What also is absolutely confusing to me is that tables (generated with app_table()) appear in the (approximately) right position when I leave the default spacing, but only appear at the end of my work when I add
header-includes:
- \usepackage{setspace}
- \AtBeginEnvironment{tabular}{\singlespacing}
- \AtBeginEnvironment{lltable}{\singlespacing}
- \AtBeginEnvironment{tablenotes}{\singlespacing}
to the YAML header in order to control the spacing of my tables.
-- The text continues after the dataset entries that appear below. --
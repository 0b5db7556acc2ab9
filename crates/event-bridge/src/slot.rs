use parking_lot::{Condvar, Mutex};

/// Single-producer/single-consumer handoff of capacity one.
///
/// Publishing overwrites any unread value; taking empties the slot. The value
/// only moves in and out under the lock, so a reader never observes a partial
/// write.
pub struct LatestSlot<T> {
    value: Mutex<Option<T>>,
    ready: Condvar,
}

impl<T> Default for LatestSlot<T> {
    fn default() -> Self {
        Self::new()
    }
}

impl<T> LatestSlot<T> {
    pub fn new() -> Self {
        Self {
            value: Mutex::new(None),
            ready: Condvar::new(),
        }
    }

    /// Store `value` and wake a waiting reader. Returns `true` if an unread
    /// value was overwritten.
    pub fn publish(&self, value: T) -> bool {
        let replaced = self.value.lock().replace(value).is_some();
        self.ready.notify_one();
        replaced
    }

    /// Drop any unread value.
    pub fn clear(&self) {
        self.value.lock().take();
    }

    pub fn is_ready(&self) -> bool {
        self.value.lock().is_some()
    }

    pub fn try_take(&self) -> Option<T> {
        self.value.lock().take()
    }

    /// Block until a value is published, then take it. Waits forever if
    /// nothing is ever published.
    pub fn take(&self) -> T {
        let mut value = self.value.lock();
        loop {
            if let Some(v) = value.take() {
                return v;
            }
            self.ready.wait(&mut value);
        }
    }
}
I would really appreciate any help!
Thanks in advance!
Edit:
I don't know if this serves the purpose, but if I create the following options, my table appears at the end (and not where it should be)
title : "TITLE"
shorttitle : "short title"
author:
- name : "me"
affiliation : "1"
corresponding : yes # Define only one corresponding author
address : "x"
email : "y"
role: # Contributorship roles (e.g., CRediT, https://casrai.org/credit/)
- Conceptualization
- Writing - Original Draft Preparation
- Writing - Review & Editing
# - name : "Ernst-August Doelle"
# affiliation : "1,2"
# role:
# - Writing - Review & Editing
affiliation:
- id : "1"
institution : ""
# - id : "2"
# institution : "Konstanz Business School"
authornote: |
Enter author note here.
abstract: |
keywords : "keywords"
wordcount : "X"
bibliography :
floatsintext : yes
figurelist : no
tablelist : no
footnotelist : no
linenumbers : no
mask : no
draft : no
csl: "apa.csl"
documentclass : "apa7"
classoption : "man"
output : papaja::apa6_pdf
toc: true
header-includes:
- \usepackage{float}
- \usepackage{setspace}
- \AtBeginEnvironment{tabular}{\singlespacing}
- \AtBeginEnvironment{lltable}{\singlespacing}
- \AtBeginEnvironment{tablenotes}{\singlespacing}
---
{r setup, include = FALSE}
library("papaja")
library("apa")
library("tidyverse")
library("apaTables")
r_refs("r-references.bib")
{r analysis-preferences}
# Seed for random number generation
set.seed(42)
knitr::opts_chunk$set(cache.extra = knitr::rand_seed)
{r}
cor_table <- apa.cor.table(iris)
Text BLABLABLABLA
{r tab, results = "asis", fig.pos = "!h"}
apa_table(cor_table$table.body,
caption = "Means, standard deviations, and correlations with confidence intervals for study variables.",
note = "Note. M and SD are used to represent mean and standard deviation, respectively.Values in square brackets indicate the 95% confidence interval.The confidence interval is a plausible range of population correlations that could have caused the sample correlation (Cumming, 2014). * indicates p < .05. ** indicates p < .01.", font_size = "footnotesize", row.names = F,
placement = "p")
# Methods
We report how we determined our sample size, all data exclusions (if any), all manipulations, and all measures in the study. <!-- 21-word solution (Simmons, Nelson & Simonsohn, 2012; retrieved from http://ssrn.com/abstract=2160588) -->
## Participants
## Material
## Procedure
## Data analysis
We used `r cite_r("r-references.bib")` for all our analyses.
# Results
# Discussion
\newpage
# References
\begingroup
\setlength{\parindent}{-0.5in}
\setlength{\leftskip}{0.5in}
<div id="refs" custom-style="Bibliography"></div>
\endgroup

For PDF output, there is a recommended way to customize the placement of tables created via apa_table(). (You do not have to load the float package via header includes.)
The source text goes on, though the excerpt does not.